***** Dataset entries *****

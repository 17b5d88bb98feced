use std::time::Duration;
use tokio::task::JoinHandle;
use tokio::time::{interval_at, Instant, MissedTickBehavior};
use tokio_stream::{wrappers::IntervalStream, StreamExt};

use crate::registry::{HealthStatus, RegistryService};

/// Re-probes every registry entry once per `every`. The first pass runs one
/// period after startup.
pub fn spawn_status_refresher(registry: RegistryService, every: Duration) -> JoinHandle<()> {
    tokio::spawn(async move {
        let mut ticker = interval_at(Instant::now() + every, every);
        ticker.set_missed_tick_behavior(MissedTickBehavior::Delay);
        let mut ticks = IntervalStream::new(ticker);

        tracing::info!(interval_secs = every.as_secs(), "status refresher started");
        while ticks.next().await.is_some() {
            let entries = registry.refresh_all().await;
            let online = entries
                .iter()
                .filter(|e| e.last_known_status == HealthStatus::Online)
                .count();
            tracing::debug!(total = entries.len(), online, "registry statuses refreshed");
        }
    })
}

*****

• Try it:
Word for word, restate the lines above from the line containing "use tokio::task::JoinHandle;" through the line containing "period after startup.", with both included and nothing else.

• Your response:
use tokio::task::JoinHandle;
use tokio::time::{interval_at, Instant, MissedTickBehavior};
use tokio_stream::{wrappers::IntervalStream, StreamExt};

use crate::registry::{HealthStatus, RegistryService};

/// Re-probes every registry entry once per `every`. The first pass runs one
/// period after startup.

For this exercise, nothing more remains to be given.